AbstractWith the aim of constructing hydrogen‐bonding networks in synthetic complexes, two new ligands derived from cis,cis‐1,3,5‐triaminocyclohexane (TACH) have been prepared that feature pendant pyrrole or indole rings as outer‐sphere H‐bond donors. The TACH framework offers a facial arrangement of three N‐donors, thereby mimicking common coordination motifs in the active sites of nonheme Fe and Cu enzymes.
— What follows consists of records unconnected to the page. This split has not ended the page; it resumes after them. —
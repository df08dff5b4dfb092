use std::{
    collections::BTreeMap,
    time::{Duration, Instant},
};

use log::debug;

use crate::bson::{Document, Value};

use super::{MemberState, read_preference::TagSet};

/// How long a fetched view is reused before status is polled again.
pub const VIEW_TTL: Duration = Duration::from_secs(15);

#[derive(Debug, Clone, PartialEq)]
pub struct MemberView {
    pub state_str: String,
    pub health: f64,
    pub tags: TagSet,
}

impl MemberView {
    pub fn state(&self) -> MemberState {
        MemberState::from_state_str(&self.state_str)
    }
}

/// Members as reported by replica-set status, with tags from the configuration, restricted to
/// hosts the manager already knows. Hidden members and arbiters never appear in discovery's host
/// list, so they drop out here.
#[derive(Debug, Clone)]
pub struct ReplicaSetView {
    members: BTreeMap<String, MemberView>,
    primary: String,
    fetched_at: Instant,
}

impl ReplicaSetView {
    /// Merges a `replSetGetStatus` reply with a `replSetGetConfig` reply. The configuration may
    /// be passed either as the command reply (members under `config`) or as the bare
    /// configuration document.
    pub fn merge<F>(status: &Document, config: &Document, primary: &str, known: F) -> Self
    where
        F: Fn(&str) -> bool,
    {
        let config = config.get_document("config").unwrap_or(config);
        let mut tags: BTreeMap<&str, TagSet> = BTreeMap::new();
        for member in documents(config.get_array("members")) {
            if let Some(host) = member.get_str("host") {
                tags.insert(host, tagset(member.get_document("tags")));
            }
        }

        let mut members = BTreeMap::new();
        for member in documents(status.get_array("members")) {
            let Some(name) = member.get_str("name") else {
                continue;
            };
            if !known(name) {
                debug!("ignoring replica set member {name} outside the host list");
                continue;
            }
            members.insert(
                name.to_string(),
                MemberView {
                    state_str: member.get_str("stateStr").unwrap_or("UNKNOWN").to_string(),
                    health: member.get_f64("health").unwrap_or(0.0),
                    tags: tags.get(name).cloned().unwrap_or_default(),
                },
            );
        }

        Self {
            members,
            primary: primary.to_string(),
            fetched_at: Instant::now(),
        }
    }

    /// Still usable for `primary` at `now`.
    pub fn is_fresh(&self, primary: &str, now: Instant) -> bool {
        self.primary == primary && now.duration_since(self.fetched_at) < VIEW_TTL
    }

    pub fn primary(&self) -> &str {
        &self.primary
    }

    pub fn member(&self, hash: &str) -> Option<&MemberView> {
        self.members.get(hash)
    }

    pub fn members(&self) -> impl Iterator<Item = (&str, &MemberView)> {
        self.members.iter().map(|(k, v)| (k.as_str(), v))
    }

    pub fn len(&self) -> usize {
        self.members.len()
    }

    pub fn is_empty(&self) -> bool {
        self.members.is_empty()
    }
}

fn documents(values: Option<&[Value]>) -> impl Iterator<Item = &Document> {
    values
        .unwrap_or_default()
        .iter()
        .filter_map(Value::as_document)
}

fn tagset(tags: Option<&Document>) -> TagSet {
    tags.map(|t| {
        t.iter()
            .filter_map(|(k, v)| v.as_str().map(|v| (k.to_string(), v.to_string())))
            .collect()
    })
    .unwrap_or_default()
}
X‐ray structural characterization of a series of CuI‐X complexes (X=F, Cl, Br, NCS) revealed that these neutral ligands (H3LR, R=pyrrole or indole) coordinate in the intended facial N3 manner, yielding four‐coordinate complexes with idealized C3 symmetry. The N−H units of the outer‐sphere heterocycles form a hydrogen‐bonding cavity around the axial (pseudo)halide ligand, as verified by crystallographic, spectroscopic, and computational analyses. Treatment of H3Lpyrrole and H3Lindole with divalent transition metal chlorides (MIICl2, M=Fe, Cu, Zn) causes one heterocycle to deprotonate and coordinate to the M(II) center, giving rise to tetradentate ligands with two remaining outer‐sphere H‐bond donors. Further ligand deprotonation is observed upon reaction with Ni(II) and Cu(II) salts with weakly coordinating counteranions. The reported complexes highlight the versatility of TACH‐based ligands with pendant H‐bond donors, as the resulting scaffolds can support multiple protonation states, coordination geometries, and H‐bonding interactions.